Patchwork strip: make --keep option not set all dirstate times to 0

login
register
mail settings
Submitter Durham Goode
Date March 7, 2013, 4:23 a.m.
Message ID <83dd9435821427a1ce46.1362630212@dev350.prn1.facebook.com>
Download mbox | patch
Permalink /patch/1081/
State Superseded
Commit e74704c33e24b841301b91508a4275e9571998fa
Headers show

Comments

Durham Goode - March 7, 2013, 4:23 a.m.
# HG changeset patch
# User Durham Goode <durham@fb.com>
# Date 1362629589 28800
#      Wed Mar 06 20:13:09 2013 -0800
# Node ID 83dd9435821427a1ce4646d02fd23fdd44fd34d1
# Parent  6aca4d1c744ed8f6c1305525ded7590abaa72d06
strip: make --keep option not set all dirstate times to 0

hg strip -k was using dirstate.rebuild() which reset all the dirstate
entries timestamps to 0.  This meant that the next time hg status was
run every file was considered to be 'unsure', which caused it to do
expensive read operations on every filelog. On a repo with >150,000
files it took 70 seconds when everything was in memory.  From a cold
cache it took several minutes.

The fix is to only reset files that have changed between the working
context and the destination context.

For reference, --keep means the working directory is left alone during
the strip. We have users wanting to use this operation to store their
work-in-progress as a commit on a branch while they go work on another
branch, then come back later and be able to uncommit that work and
continue working.  They currently use 'git reset HARD^' to accomplish
this in git.
Bryan O'Sullivan - March 8, 2013, 6:44 p.m.
On Wed, Mar 6, 2013 at 8:23 PM, Durham Goode <durham@fb.com> wrote:

> +            changedfiles = []
> +            for f, m, args, msg in actions:
> +                # blindy reset the files, regardless of actual action
> necessary
> +                changedfiles.append(f)
>

changedfiles = [a[0] for a in actions]
Bryan O'Sullivan - March 8, 2013, 7 p.m.
On Fri, Mar 8, 2013 at 10:51 AM, Kevin Bullock <
kbullock+mercurial@ringworld.org> wrote:

> Indeed. The list comprehension is usually faster, right?

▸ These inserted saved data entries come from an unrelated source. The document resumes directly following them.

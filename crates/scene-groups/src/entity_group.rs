//! Entity-level groups.
//!
//! An entity group is a live index of every entity whose component mask
//! satisfies the group's query. Membership changes are announced on the
//! change channels the moment the manager detects them, but the backing
//! container only mutates when the manager flushes caches, so readers see a
//! stable view for the whole tick.

use smallvec::SmallVec;

use scene_core::Entity;

use crate::hash_vector::HashVector;
use crate::key::{EntityGroupKey, GroupId};
use crate::signal::Signal;

/// A query-bound index of entities.
pub struct EntityGroup {
    id: GroupId,
    key: EntityGroupKey,
    entities: HashVector<Entity>,
    on_added: Signal<Entity>,
    on_removed: Signal<Entity>,
    cached_added: SmallVec<[Entity; 8]>,
    cached_removed: SmallVec<[Entity; 8]>,
}

impl EntityGroup {
    pub(crate) fn new(id: GroupId, key: EntityGroupKey) -> Self {
        Self {
            id,
            key,
            entities: HashVector::new(),
            on_added: Signal::new(),
            on_removed: Signal::new(),
            cached_added: SmallVec::new(),
            cached_removed: SmallVec::new(),
        }
    }

    /// Identity of this group instance.
    #[must_use]
    pub fn id(&self) -> GroupId {
        self.id
    }

    /// The query key this group was acquired under.
    #[must_use]
    pub fn key(&self) -> EntityGroupKey {
        self.key
    }

    /// Current members. Stable between one cache flush and the next
    /// registration burst.
    #[must_use]
    pub fn members(&self) -> &HashVector<Entity> {
        &self.entities
    }

    /// Channel fired when an entity starts matching the query, before the
    /// member container reflects it.
    pub fn on_added(&mut self) -> &mut Signal<Entity> {
        &mut self.on_added
    }

    /// Channel fired when an entity stops matching the query, before the
    /// member container reflects it.
    pub fn on_removed(&mut self) -> &mut Signal<Entity> {
        &mut self.on_removed
    }

    /// Direct insert during initial population; no signal, no cache.
    pub(crate) fn populate(&mut self, entity: Entity) {
        self.entities.add(entity);
    }

    /// Record a pending addition. Emits first, then buffers.
    ///
    /// Returns true when the pending buffer went from empty to non-empty,
    /// which is exactly when the manager must put this group on a worklist.
    pub(crate) fn cache_added(&mut self, entity: Entity, emit: bool) -> bool {
        if emit {
            self.on_added.emit(entity);
        }
        self.cached_added.push(entity);
        self.cached_added.len() == 1
    }

    /// Record a pending removal. Emits first, then buffers.
    pub(crate) fn cache_removed(&mut self, entity: Entity, emit: bool) -> bool {
        if emit {
            self.on_removed.emit(entity);
        }
        self.cached_removed.push(entity);
        self.cached_removed.len() == 1
    }

    /// Drain pending additions into the member container.
    pub(crate) fn apply_cached_added(&mut self) {
        for entity in self.cached_added.drain(..) {
            self.entities.add(entity);
        }
    }

    /// Drain pending removals out of the member container.
    pub(crate) fn apply_cached_removed(&mut self) {
        for entity in self.cached_removed.drain(..) {
            self.entities.remove(entity);
        }
    }

    /// Move the membership out (detach support).
    pub(crate) fn take_members(&mut self) -> Vec<Entity> {
        self.entities.take_all()
    }

    /// Replace the membership wholesale (restore support).
    pub(crate) fn replace_members(&mut self, members: Vec<Entity>) {
        self.entities.clear();
        for entity in members {
            self.entities.add(entity);
        }
    }
}
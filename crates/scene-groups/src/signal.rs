//! Synchronous change-notification channels.
//!
//! A [`Signal`] is an ordered subscriber list with immediate, same-thread
//! dispatch. Groups emit on their signals the moment a membership transition
//! is known, before the backing container is mutated at the flush point.
//! There is no threading here; callbacks run on the caller's stack.

use std::fmt;

/// Token identifying one subscription, for later disconnect.
#[derive(Clone, Copy, PartialEq, Eq, Hash, Debug)]
pub struct SubscriptionToken(u64);

type Callback<A> = Box<dyn FnMut(A)>;

/// An ordered list of subscribers invoked synchronously on emit.
pub struct Signal<A> {
    subscribers: Vec<(SubscriptionToken, Callback<A>)>,
    next_token: u64,
}

impl<A: Copy> Signal<A> {
    /// Create a signal with no subscribers.
    #[must_use]
    pub fn new() -> Self {
        Self {
            subscribers: Vec::new(),
            next_token: 0,
        }
    }

    /// Subscribe a callback; returns a token for [`disconnect`](Self::disconnect).
    pub fn connect(&mut self, callback: impl FnMut(A) + 'static) -> SubscriptionToken {
        let token = SubscriptionToken(self.next_token);
        self.next_token += 1;
        self.subscribers.push((token, Box::new(callback)));
        token
    }

    /// Remove a subscription. Returns whether the token was known.
    pub fn disconnect(&mut self, token: SubscriptionToken) -> bool {
        let before = self.subscribers.len();
        self.subscribers.retain(|(t, _)| *t != token);
        self.subscribers.len() != before
    }

    /// Invoke every subscriber with `arg`, in connect order.
    pub fn emit(&mut self, arg: A) {
        for (_, callback) in &mut self.subscribers {
            callback(arg);
        }
    }

    /// Check whether anyone is listening.
    #[must_use]
    pub fn is_empty(&self) -> bool {
        self.subscribers.is_empty()
    }

    /// Number of subscribers.
    #[must_use]
    pub fn len(&self) -> usize {
        self.subscribers.len()
    }
}

impl<A: Copy> Default for Signal<A> {
    fn default() -> Self {
        Self::new()
    }
}

impl<A> fmt::Debug for Signal<A> {
    fn fmt(&self, f: &mut fmt::Formatter<'_>) -> fmt::Result {
        f.debug_struct("Signal")
            .field("subscribers", &self.subscribers.len())
            .finish()
    }
}
#[test]
fn test_second_component_of_same_type_is_not_a_duplicate_add() {
    let mut f = Fixture::new();
    let key = f.acquire_entities::<(Light,)>(MaskMatcher::AllOf);
    let added = f.watch_entity_added(key);

    let e = f.spawn(f.root);
    f.add::<Light>(e);
    f.flush();
    assert_eq!(added.borrow().len(), 1);

    f.add::<Light>(e);
    f.flush();
    assert_eq!(added.borrow().len(), 1);
    assert_eq!(f.entity_members(key), vec![e]);
}

#[test]
fn test_any_of_membership_survives_partial_component_loss() {
    let mut f = Fixture::new();
    let key = f.acquire_entities::<(Light, Camera)>(MaskMatcher::AnyOf);
    let added = f.watch_entity_added(key);

    let e = f.spawn(f.root);
    let light = f.add::<Light>(e);
    f.flush();
    assert_eq!(f.entity_members(key), vec![e]);

    // Second matching type arrives: still one membership, one add event.
    let camera = f.add::<Camera>(e);
    f.flush();
    assert_eq!(added.borrow().len(), 1);
    assert_eq!(f.entity_members(key), vec![e]);

    // Losing one of two matching types keeps the entity in the group.
    f.remove::<Light>(e, light);
    f.flush();
    assert_eq!(f.entity_members(key), vec![e]);

    // Losing the last matching type drops it.
    f.remove::<Camera>(e, camera);
    f.flush();
    assert!(f.entity_members(key).is_empty());
}

#[test]
fn test_component_group_tracks_every_instance() {
    let mut f = Fixture::new();
    let key = f.acquire_components::<Light, ()>(MaskMatcher::AllOf);

    let e = f.spawn(f.root);
    let first = f.add::<Light>(e);
    let second = f.add::<Light>(e);
    f.flush();
    assert_eq!(
        sorted(f.component_members::<Light>(key)),
        sorted(vec![first, second])
    );

    f.remove::<Light>(e, first);
    f.flush();
    assert_eq!(f.component_members::<Light>(key), vec![second]);
}

#[test]
fn test_component_group_follows_filter_transitions() {
    let mut f = Fixture::new();
    let key = f.acquire_components::<Light, (Visible,)>(MaskMatcher::AllOf);

    let e = f.spawn(f.root);
    let light = f.add::<Light>(e);
    f.flush();
    assert!(f.component_members::<Light>(key).is_empty());

    // Satisfying the filter pulls in the already-present tracked instances.
    let visible = f.add::<Visible>(e);
    f.flush();
    assert_eq!(f.component_members::<Light>(key), vec![light]);

    // Breaking the filter pushes them back out.
    f.remove::<Visible>(e, visible);
    f.flush();
    assert!(f.component_members::<Light>(key).is_empty());
}

#[test]
fn test_unregister_entity_removes_from_all_groups() {
    let mut f = Fixture::new();
    let ekey = f.acquire_entities::<(Light,)>(MaskMatcher::AllOf);
    let ckey = f.acquire_components::<Light, ()>(MaskMatcher::AllOf);

    let e = f.spawn(f.root);
    f.add::<Light>(e);
    f.flush();
    assert_eq!(f.entity_members(ekey).len(), 1);
    assert_eq!(f.component_members::<Light>(ckey).len(), 1);

    f.manager.unregister_entity(&f.scene, e);
    f.flush();
    assert!(f.entity_members(ekey).is_empty());
    assert!(f.component_members::<Light>(ckey).is_empty());
}

#[test]
fn test_signal_suppression_keeps_membership_current() {
    let mut f = Fixture::new();
    let key = f.acquire_entities::<(Position,)>(MaskMatcher::AllOf);
    let added = f.watch_entity_added(key);

    f.manager.suppress_signals();
    let e = f.spawn(f.root);
    f.add::<Position>(e);
    f.flush();
    f.manager.allow_signals();

    assert!(added.borrow().is_empty());
    assert_eq!(f.entity_members(key), vec![e]);

    // Signals come back once allowed again.
    let e2 = f.spawn(f.root);
    f.add::<Position>(e2);
    assert_eq!(*added.borrow(), vec![e2]);
}

#[test]
fn test_on_add_running_list_erases_removed_members() {
    let mut f = Fixture::new();
    let key = f.acquire_entities::<(Position,)>(MaskMatcher::AllOf);
    let adaptor = f
        .manager
        .acquire_entity_group_on_add(key, OnAddPolicy::Running);

    let e1 = f.spawn(f.root);
    let p1 = f.add::<Position>(e1);
    let e2 = f.spawn(f.root);
    f.add::<Position>(e2);
    f.flush();
    assert_eq!(sorted(adaptor.entities()), sorted(vec![e1, e2]));

    f.remove::<Position>(e1, p1);
    f.flush();
    assert_eq!(adaptor.entities(), vec![e2]);

    f.manager.release_entity_group_on_add(&adaptor);
}

#[test]
fn test_on_add_per_tick_diff_is_a_pure_add_log() {
    let mut f = Fixture::new();
    let key = f.acquire_entities::<(Position,)>(MaskMatcher::AllOf);

    // Seeded with the group's current members.
    let e0 = f.spawn(f.root);
    f.add::<Position>(e0);
    f.flush();
    let adaptor = f
        .manager
        .acquire_entity_group_on_add(key, OnAddPolicy::PerTickDiff);
    assert_eq!(adaptor.entities(), vec![e0]);
    assert_eq!(adaptor.take(), vec![e0]);
    assert!(adaptor.is_empty());

    let e1 = f.spawn(f.root);
    let p1 = f.add::<Position>(e1);
    // A removal in the same tick does not retract the logged add.
    f.remove::<Position>(e1, p1);
    f.flush();
    assert_eq!(adaptor.take(), vec![e1]);

    f.manager.release_entity_group_on_add(&adaptor);
}
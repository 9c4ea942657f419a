//! Component type identity and the bit-position registry.
//!
//! Every component type gets a stable small-integer id which doubles as its
//! bit position in a [`ComponentMask`]. Positions are assigned once, in
//! registration order, and never reused; masks built from two registries are
//! not comparable, so a scene owns exactly one registry.

use std::any::TypeId;
use std::collections::HashMap;
use std::fmt;
use std::marker::PhantomData;

use thiserror::Error;

use crate::entity::ComponentHandle;
use crate::mask::ComponentMask;

/// Stable small-integer id of a component type; also its mask bit position.
#[derive(Clone, Copy, PartialEq, Eq, Hash, PartialOrd, Ord)]
pub struct ComponentTypeId(u32);

impl ComponentTypeId {
    /// Create a component type id from a raw bit position.
    #[must_use]
    pub const fn from_raw(id: u32) -> Self {
        Self(id)
    }

    /// Get the raw bit position.
    #[must_use]
    pub const fn as_raw(self) -> u32 {
        self.0
    }
}

impl fmt::Debug for ComponentTypeId {
    fn fmt(&self, f: &mut fmt::Formatter<'_>) -> fmt::Result {
        write!(f, "ComponentTypeId({})", self.0)
    }
}

/// Registry error type.
#[derive(Debug, Error)]
pub enum RegistryError {
    /// Every one of the 128 mask positions is taken.
    #[error("component type table is full ({0} positions)")]
    CapacityExhausted(u32),
}

/// Table mapping Rust component types to stable bit positions.
///
/// Registration is idempotent: registering the same type twice returns the
/// same id. The table caps out at [`ComponentMask::WIDTH`] types.
#[derive(Default)]
pub struct ComponentRegistry {
    type_to_id: HashMap<TypeId, ComponentTypeId>,
    names: Vec<&'static str>,
}

impl ComponentRegistry {
    /// Create a new empty registry.
    #[must_use]
    pub fn new() -> Self {
        Self::default()
    }

    /// Register a component type and return its bit position.
    ///
    /// # Panics
    ///
    /// Panics when the table is full. Use [`try_register`](Self::try_register)
    /// to handle that case.
    pub fn register<T: 'static>(&mut self) -> ComponentTypeId {
        match self.try_register::<T>() {
            Ok(id) => id,
            Err(err) => panic!("{err}"),
        }
    }

    /// Register a component type, failing once the table is full.
    pub fn try_register<T: 'static>(&mut self) -> Result<ComponentTypeId, RegistryError> {
        let type_id = TypeId::of::<T>();

        if let Some(&id) = self.type_to_id.get(&type_id) {
            return Ok(id);
        }

        let next = self.names.len() as u32;
        if next >= ComponentMask::WIDTH {
            return Err(RegistryError::CapacityExhausted(ComponentMask::WIDTH));
        }

        let id = ComponentTypeId(next);
        self.type_to_id.insert(type_id, id);
        self.names.push(std::any::type_name::<T>());
        Ok(id)
    }

    /// Get the bit position of a type, if registered.
    #[must_use]
    pub fn get<T: 'static>(&self) -> Option<ComponentTypeId> {
        self.type_to_id.get(&TypeId::of::<T>()).copied()
    }

    /// Get the type name recorded for a bit position, for diagnostics.
    #[must_use]
    pub fn name_of(&self, id: ComponentTypeId) -> Option<&'static str> {
        self.names.get(id.as_raw() as usize).copied()
    }

    /// Number of registered component types.
    #[must_use]
    pub fn len(&self) -> usize {
        self.names.len()
    }

    /// Check if no type is registered yet.
    #[must_use]
    pub fn is_empty(&self) -> bool {
        self.names.is_empty()
    }
}

impl fmt::Debug for ComponentRegistry {
    fn fmt(&self, f: &mut fmt::Formatter<'_>) -> fmt::Result {
        f.debug_struct("ComponentRegistry")
            .field("count", &self.len())
            .field("names", &self.names)
            .finish()
    }
}

/// A [`ComponentHandle`] tagged with the component's Rust type.
///
/// Zero-cost wrapper used by typed component groups; identity and hashing
/// delegate to the handle.
pub struct ComponentRef<T> {
    handle: ComponentHandle,
    _marker: PhantomData<fn() -> T>,
}

impl<T> ComponentRef<T> {
    /// Tag a raw handle with a component type.
    #[must_use]
    pub const fn new(handle: ComponentHandle) -> Self {
        Self {
            handle,
            _marker: PhantomData,
        }
    }

    /// Get the untyped handle back.
    #[must_use]
    pub const fn handle(self) -> ComponentHandle {
        self.handle
    }
}

// Manual impls: ComponentRef is Copy/Eq/Hash regardless of T.
impl<T> Clone for ComponentRef<T> {
    fn clone(&self) -> Self {
        *self
    }
}

impl<T> Copy for ComponentRef<T> {}

impl<T> PartialEq for ComponentRef<T> {
    fn eq(&self, other: &Self) -> bool {
        self.handle == other.handle
    }
}

impl<T> Eq for ComponentRef<T> {}

impl<T> std::hash::Hash for ComponentRef<T> {
    fn hash<H: std::hash::Hasher>(&self, state: &mut H) {
        self.handle.hash(state);
    }
}

impl<T> fmt::Debug for ComponentRef<T> {
    fn fmt(&self, f: &mut fmt::Formatter<'_>) -> fmt::Result {
        write!(
            f,
            "ComponentRef<{}>({:#x})",
            std::any::type_name::<T>(),
            self.handle.to_bits()
        )
    }
}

I'd expect it to be maybe 20% faster in this case, but the reduced number
of lines is nice, too.

Patch

diff --git a/hgext/mq.py b/hgext/mq.py
--- a/hgext/mq.py
+++ b/hgext/mq.py
@@ -63,7 +63,7 @@ 
 from mercurial.node import bin, hex, short, nullid, nullrev
 from mercurial.lock import release
 from mercurial import commands, cmdutil, hg, scmutil, util, revset
-from mercurial import repair, extensions, error, phases
+from mercurial import repair, extensions, error, phases, merge
 from mercurial import patch as patchmod
 import os, re, errno, shutil
 
@@ -3037,7 +3037,18 @@ 
         wlock = repo.wlock()
         try:
             urev = repo.mq.qparents(repo, revs[0])
-            repo.dirstate.rebuild(urev, repo[urev].manifest())
+            uctx = repo[urev]
+
+            # only reset the dirstate for files that would actually change
+            # between the working context and uctx
+            actions = merge.calculateupdates(repo, repo[None], uctx, uctx,
+                                             False, True, None)
+            changedfiles = []
+            for f, m, args, msg in actions:
+                # blindy reset the files, regardless of actual action necessary
+                changedfiles.append(f)
+
+            repo.dirstate.rebuild(urev, uctx.manifest(), changedfiles)
             repo.dirstate.write()
             update = False
         finally:
diff --git a/mercurial/dirstate.py b/mercurial/dirstate.py
--- a/mercurial/dirstate.py
+++ b/mercurial/dirstate.py
@@ -498,13 +498,18 @@ 
         self._lastnormaltime = 0
         self._dirty = True
 
-    def rebuild(self, parent, files):
+    def rebuild(self, parent, allfiles, changedfiles=None):
+        changedfiles = changedfiles or allfiles
+        oldmap = self._map
         self.clear()
-        for f in files:
-            if 'x' in files.flags(f):
-                self._map[f] = ('n', 0777, -1, 0)
+        for f in allfiles:
+            if f not in changedfiles:
+                self._map[f] = oldmap[f]
             else:
-                self._map[f] = ('n', 0666, -1, 0)
+                if 'x' in allfiles.flags(f):
+                    self._map[f] = ('n', 0777, -1, 0)
+                else:
+                    self._map[f] = ('n', 0666, -1, 0)
         self._pl = (parent, nullid)
         self._dirty = True